Part of why I wanted to do this show together is because our work represents such completely different interpretations of art history, but from a similar position of engagement. We hope because the works look immediately different, it can highlight the overlapping sensibilities and concerns, and deepen a conversation about content.

Rail: I think those differences are as interesting as the ways they are alike. How else do you see each other’s work as being in opposition; what kind of light does that shed in both directions?

Collins-Fernandez: I’d say figuration is the biggest knife between us.

Rail: What do you mean by figuration?

Langberg: One of our first important conversations was about exactly this: what is the difference between figuration and abstraction? And although at first, the presence of the figure, or something identifiable, was the line we drew, over time we started talking more about what Gaby calls “modes of representation.”

Collins-Fernandez: We have talked a lot about how different elements in a painting can be “representational” in different ways: for example, a mark, whether it’s part of an abstract or a figurative framework, can be an index of a body, a gesture indicating an attitude, a unit in rendering. Likewise, figurative “signs” in paintings have meaning beyond the image: we recognize how they are used colloquially, art historically, in personal experience, etc. This is true for all the choices we make in our work. Doron’s reasons for painting figures are very particular and come out of a conversation he wants to have about bodies. It turns out that the reasons I’m not a figurative painter, which are explicit and intentional, are also related to a kind of conversation I want to have about bodies. This has to do with motivation, or what are read as motivations: for Doron, the figure, and its attendant desires, create a kind of permisssiveness to make the work. For my art, although there are a lot of possibilities for permissiveness—color, texture, imagery, language—I decided that I did not want to paint figures because I thought that representation was oppressive. I didn’t want to create a world where things or people are identified primarily by what they look like visually, because my experience of that in my own life has not been pleasant.

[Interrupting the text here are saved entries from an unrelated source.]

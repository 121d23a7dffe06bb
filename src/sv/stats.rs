//! Read-side aggregates: the profile snapshot served to the mini-app,
//! the leaderboard and the campaign-wide totals for the admin bot.

use crate::{
  entity::{
    phone_registration, prize_exchange, quiz_completion,
    telegram_subscription, user,
  },
  prelude::*,
  sv,
};

/// Everything the mini-app needs to render after a launch, collected in
/// one place so handlers don't hand-assemble it.
#[derive(Debug, Clone)]
pub struct Profile {
  pub user: user::Model,
  pub quiz_completed: bool,
  pub keyword_completed: bool,
  pub telegram_subscribed: bool,
  pub phone_registered: bool,
  pub referral_count: u64,
  pub taps_today: i32,
  pub exchanges: Vec<prize_exchange::Model>,
}

#[derive(Debug, Clone, Copy)]
pub struct CampaignTotals {
  pub users: u64,
  pub repeat_users: u64,
  pub referrals: u64,
  pub quiz_completions: u64,
  pub keyword_completions: u64,
  pub telegram_subscriptions: u64,
  pub phone_registrations: u64,
  pub exchanges: u64,
}

pub struct Stats<'a> {
  db: &'a DatabaseConnection,
}

impl<'a> Stats<'a> {
  pub fn new(db: &'a DatabaseConnection) -> Self {
    Self { db }
  }

  pub async fn profile(&self, tg_user_id: i64) -> Result<Profile> {
    let user = user::Entity::find_by_id(tg_user_id)
      .one(self.db)
      .await?
      .ok_or(Error::UserNotFound)?;

    let tasks = sv::Task::new(self.db);
    let quiz_completed = tasks.status(tg_user_id, sv::task::TaskKind::Quiz).await?;
    let telegram_subscribed =
      tasks.status(tg_user_id, sv::task::TaskKind::Telegram).await?;
    let phone_registered =
      tasks.status(tg_user_id, sv::task::TaskKind::Phone).await?;

    let referral_count = sv::Referral::new(self.db).count(tg_user_id).await?;
    let taps_today = sv::Tap::new(self.db).taps_today(tg_user_id).await?;
    let exchanges = sv::Prize::new(self.db).of_user(tg_user_id).await?;

    Ok(Profile {
      keyword_completed: user.keyword_completed,
      user,
      quiz_completed,
      telegram_subscribed,
      phone_registered,
      referral_count,
      taps_today,
      exchanges,
    })
  }

  pub async fn leaderboard(&self, limit: u64) -> Result<Vec<user::Model>> {
    let rows = user::Entity::find()
      .order_by_desc(user::Column::Points)
      .order_by_asc(user::Column::CreatedAt)
      .limit(limit)
      .all(self.db)
      .await?;
    Ok(rows)
  }

  pub async fn totals(&self) -> Result<CampaignTotals> {
    Ok(CampaignTotals {
      users: sv::User::new(self.db).count().await?,
      repeat_users: user::Entity::find()
        .filter(user::Column::IsRepeat.eq(true))
        .count(self.db)
        .await?,
      referrals: sv::Referral::new(self.db).total().await?,
      quiz_completions: quiz_completion::Entity::find().count(self.db).await?,
      keyword_completions: user::Entity::find()
        .filter(user::Column::KeywordCompleted.eq(true))
        .count(self.db)
        .await?,
      telegram_subscriptions: telegram_subscription::Entity::find()
        .count(self.db)
        .await?,
      phone_registrations: phone_registration::Entity::find()
        .count(self.db)
        .await?,
      exchanges: sv::Prize::new(self.db).total().await?,
    })
  }
}

#[cfg(test)]
mod tests {
  use super::*;
  use crate::sv::testing::{seed_user, setup_test_db};

  #[tokio::test]
  async fn profile_reflects_task_and_referral_state() {
    let db = setup_test_db().await;
    seed_user(&db, 1).await;
    seed_user(&db, 2).await;

    sv::Task::new(&db).complete_quiz(1, 5).await.unwrap();
    sv::Task::new(&db).complete_keyword(1, "Talentsy").await.unwrap();
    sv::Referral::new(&db).link(1, 2).await.unwrap();

    let profile = Stats::new(&db).profile(1).await.unwrap();
    assert!(profile.quiz_completed);
    assert!(profile.keyword_completed);
    assert!(!profile.telegram_subscribed);
    assert!(!profile.phone_registered);
    assert_eq!(profile.referral_count, 1);
    assert_eq!(profile.taps_today, 0);
    assert!(profile.exchanges.is_empty());
    assert_eq!(profile.user.points, 300);
  }

  #[tokio::test]
  async fn profile_of_unknown_user_fails() {
    let db = setup_test_db().await;

    assert!(matches!(
      Stats::new(&db).profile(404).await,
      Err(Error::UserNotFound)
    ));
  }

  #[tokio::test]
  async fn leaderboard_orders_by_points() {
    let db = setup_test_db().await;
    for id in 1..=3 {
      seed_user(&db, id).await;
    }
    let ledger = sv::Ledger::new(&db);
    ledger.credit(1, 100).await.unwrap();
    ledger.credit(2, 300).await.unwrap();
    ledger.credit(3, 200).await.unwrap();

    let board = Stats::new(&db).leaderboard(2).await.unwrap();
    let ids = board.iter().map(|row| row.tg_user_id).collect::<Vec<_>>();
    assert_eq!(ids, [2, 3]);
  }

  #[tokio::test]
  async fn totals_count_campaign_activity() {
    let db = setup_test_db().await;
    seed_user(&db, 1).await;
    seed_user(&db, 2).await;
    seed_user(&db, 3).await;
    // second launch marks user 3 as a repeat participant
    seed_user(&db, 3).await;

    sv::Referral::new(&db).link(1, 2).await.unwrap();
    sv::Ledger::new(&db).credit(1, 600).await.unwrap();
    sv::Prize::new(&db).exchange(1, 1).await.unwrap();

    let task = sv::Task::new(&db);
    task.complete_quiz(1, 5).await.unwrap();
    task.complete_quiz(2, 5).await.unwrap();
    task.complete_keyword(1, "talentsy").await.unwrap();
    task.complete_subscription(2).await.unwrap();
    task.complete_phone(3, "79123456789").await.unwrap();

    let totals = Stats::new(&db).totals().await.unwrap();
    assert_eq!(totals.users, 3);
    assert_eq!(totals.repeat_users, 1);
    assert_eq!(totals.referrals, 1);
    assert_eq!(totals.quiz_completions, 2);
    assert_eq!(totals.keyword_completions, 1);
    assert_eq!(totals.telegram_subscriptions, 1);
    assert_eq!(totals.phone_registrations, 1);
    assert_eq!(totals.exchanges, 1);
  }
}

Rail: Without being reductive, it sounds like you are saying that one difference between your approaches to making is very gendered. Doron is a gay Israeli man, so there is a lot of complexity about what it means to be desired and represented, but ultimately those are different dynamics from what it means to be a woman in that position. Another important difference is that Doron went through a traditional art-apprenticeship education from childhood, while you, Gaby, studied literature and writing before switching to painting rather late in college. I wonder how that informs your feelings about what it means to make paintings.

Gaby Collins-Fernandez, Red Velvet NO + NO Painting, 2015. Oil and acrylic paint on fabric. Two 21 × 16 inch panels. Courtesy the artist.

Langberg: I’ve had about twenty years of official artistic education, and a lot of it was quite traditional—learning how to paint and draw from observation. Pursuing this kind of education came from my deep desire to work representationally, but it was accompanied by an anxiety of being subsumed by it. The more skillful I became, the more I wanted to detach myself from what I was learning and carve out space for my own identity as a painter—creating my own language both beyond and within an understanding of craft and history.

Collins-Fernandez: One effect is that my understanding of scale is really literary. I want the paintings to operate on the terms of a complicated sentence or a short poem: subject, verb, and predicate, maybe a couple of adjectives. I think about the work as a completed thought, not a treatise. It’s about limiting the amount of information I can tell; by keeping it short I know I can make a number of paintings where I am saying something in each one and not repeating myself—that comes from a writing and reading background, not from learning how to paint.

I think this idea about literary scale doesn’t seem so outlandish if we think of the relationship between genre and scale: for example how still-life has a particular size, and history painting has a particular kind of size, etc.—which of course gets broken down around the turn of the century forevermore, but still underlies a lot of our expectations and interactions with scale. The expectation that art is now site-specific rather than genre-specific really has changed the relationship between format and subject matter.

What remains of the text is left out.